The following webscript is needed to deploy in Alfresco in /Data Dictionary/Web Scripts/net/zylk:

  • export-bulk-metadata.get.desc.xml
  • export-bulk-metadata.get.js
  • export-bulk-metadata.get.text.ftl

Other helper scripts

This helper scripts are examples based on the blog post Alfresco REST API examples using curl and jq

Note: A similar approach is done with Alfresco Shell Tools.

getPeople.sh

It provides a complete list of users of Alfresco repository. With -f option it adds first name, surname and user email.

$ ./getPeople.sh -h
Usage: ./getPeople.sh [-f]

$ ./getPeople.sh
guest
admin
abeecher
mjackson

$ ./getPeople.sh -f
guest,Guest,,
admin,Administrator,,[email protected]
abeecher,Alice,Beecher,[email protected]
mjackson,Mike,Jackson,[email protected]

getGroups.sh

It gives the list of repository groups. With -f option you may obtain additionally info.

$ ./getGroups.sh -h
Usage: ./getGroups.sh [-f]

$ ./getGroups.sh
ALFRESCO_ADMINISTRATORS
ALFRESCO_MODEL_ADMINISTRATORS
ALFRESCO_SEARCH_ADMINISTRATORS
EMAIL_CONTRIBUTORS
SITE_ADMINISTRATORS
site_swsdp
site_swsdp_SiteCollaborator
site_swsdp_SiteConsumer
site_swsdp_SiteContributor
site_swsdp_SiteManager

getSites.sh

It gives a list with the shortnames of the sites. With -f option you additionally get the visibility and the title of the site.

$ ./getSites.sh -h
Usage: ./getSites.sh [-f]

$ ./getSites.sh
swsdp

$ ./getSites.sh -f
swsdp,PUBLIC,Sample: Web Site Design Project

getSiteMemberships.sh

It provides the list of users and roles of a given site (-s ).

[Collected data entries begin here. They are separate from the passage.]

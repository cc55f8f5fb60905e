//! Façade transport du bus.
//!
//! Le runtime worker et le hub ne manipulent jamais `rumqttc` directement :
//! ils passent par [`BusClient`], que le devkit implémente aussi avec un
//! client mock pour tester sans broker.

use async_trait::async_trait;
use rumqttc::{AsyncClient, QoS};
use serde::Serialize;

use crate::error::BusError;

#[async_trait]
pub trait BusClient: Send + Sync {
    async fn publish(&self, topic: &str, qos: QoS, retain: bool, payload: Vec<u8>) -> Result<(), BusError>;
    async fn subscribe(&self, topic: &str, qos: QoS) -> Result<(), BusError>;
}

#[async_trait]
impl BusClient for AsyncClient {
    async fn publish(&self, topic: &str, qos: QoS, retain: bool, payload: Vec<u8>) -> Result<(), BusError> {
        AsyncClient::publish(self, topic, qos, retain, payload).await?;
        Ok(())
    }

    async fn subscribe(&self, topic: &str, qos: QoS) -> Result<(), BusError> {
        AsyncClient::subscribe(self, topic, qos).await?;
        Ok(())
    }
}

/// Sérialise un message et le publie.
pub async fn publish_json<T: Serialize + Sync>(
    client: &dyn BusClient,
    topic: &str,
    qos: QoS,
    retain: bool,
    message: &T,
) -> Result<(), BusError> {
    let payload = serde_json::to_vec(message)?;
    client.publish(topic, qos, retain, payload).await
}
use serde::{Deserialize, Serialize};
use std::{collections::HashMap, path::Path, path::PathBuf};
use tokio::fs;
use tracing::warn;

/// Réglages du hub, chargés depuis `hub.yaml` (ou `TRELLIS_HUB_CONFIG`).
/// Le fichier est aussi celui monté en lecture seule dans chaque unité
/// comme fichier de réglages globaux.
#[derive(Debug, Serialize, Deserialize, Clone)]
pub struct HubSettings {
    pub mqtt: MqttConf,
    #[serde(default = "default_base_topic")]
    pub base_topic: String,
    #[serde(default = "default_data_dir")]
    pub data_dir: PathBuf,
    #[serde(default = "default_connectors_dir")]
    pub connectors_dir: PathBuf,
    /// Bibliothèques runtime partagées, montées dans chaque unité.
    #[serde(default = "default_lib_dir")]
    pub lib_dir: PathBuf,
    #[serde(default = "default_api_bind")]
    pub api_bind: String,
    /// Seuil de péremption des commandes, relayé aux workers.
    #[serde(default = "default_staleness")]
    pub staleness_seconds: u64,
    #[serde(default = "default_grace")]
    pub stop_grace_seconds: u64,
    /// Budget de redémarrages avant passage en Failed.
    #[serde(default = "default_restart_budget")]
    pub restart_budget: u32,
    /// Réglages globaux injectés dans chaque unité (TRELLIS_<CLÉ>).
    #[serde(default)]
    pub globals: HashMap<String, String>,
    /// Chemin d'origine du fichier (pour le montage). Pas sérialisé.
    #[serde(skip)]
    pub source_path: PathBuf,
}

#[derive(Debug, Serialize, Deserialize, Clone)]
pub struct MqttConf {
    pub host: String,
    pub port: u16,
}

fn default_base_topic() -> String {
    trellis_bus::DEFAULT_BASE.to_string()
}
fn default_data_dir() -> PathBuf {
    PathBuf::from("./data")
}
fn default_connectors_dir() -> PathBuf {
    PathBuf::from("./connectors")
}
fn default_lib_dir() -> PathBuf {
    PathBuf::from("./lib")
}
fn default_api_bind() -> String {
    "0.0.0.0:8080".to_string()
}
fn default_staleness() -> u64 {
    30
}
fn default_grace() -> u64 {
    10
}
fn default_restart_budget() -> u32 {
    5
}

impl Default for HubSettings {
    fn default() -> Self {
        Self {
            mqtt: MqttConf { host: "localhost".into(), port: 1883 },
            base_topic: default_base_topic(),
            data_dir: default_data_dir(),
            connectors_dir: default_connectors_dir(),
            lib_dir: default_lib_dir(),
            api_bind: default_api_bind(),
            staleness_seconds: default_staleness(),
            stop_grace_seconds: default_grace(),
            restart_budget: default_restart_budget(),
            globals: HashMap::new(),
            source_path: PathBuf::from("hub.yaml"),
        }
    }
}

pub async fn load_settings() -> HubSettings {
    let path = std::env::var("TRELLIS_HUB_CONFIG").unwrap_or_else(|_| "hub.yaml".into());
    let mut settings = if Path::new(&path).exists() {
        let txt = fs::read_to_string(&path).await.unwrap_or_default();
        if txt.trim().is_empty() {
            HubSettings::default()
        } else {
            serde_yaml::from_str(&txt).unwrap_or_else(|e| {
                warn!("config invalide ({path}): {e}, usage config par défaut");
                HubSettings::default()
            })
        }
    } else {
        warn!("pas de {path}, écriture de la config par défaut");
        let defaults = HubSettings::default();
        // Le fichier doit exister : il est monté dans chaque unité.
        if let Ok(txt) = serde_yaml::to_string(&defaults) {
            let _ = fs::write(&path, txt).await;
        }
        defaults
    };
    settings.source_path = PathBuf::from(path);
    settings
}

$ ./getSiteMemberships.sh -h
Usage: ./getAlfrescoSiteMemberships.sh [-f | -s <site>]

$ ./getSiteMemberships.sh -s swsdp
swsdp,mjackson,SiteManager
swsdp,admin,SiteManager
swsdp,abeecher,SiteCollaborator

With -f option you obtain the full list of users and roles for every site in Alfresco repository.

getUserGroups.sh

./getUserGroups.sh -h
Usage: ./getUserGroups.sh [-f] [-a user]

It provides the groups of a given user (-a ).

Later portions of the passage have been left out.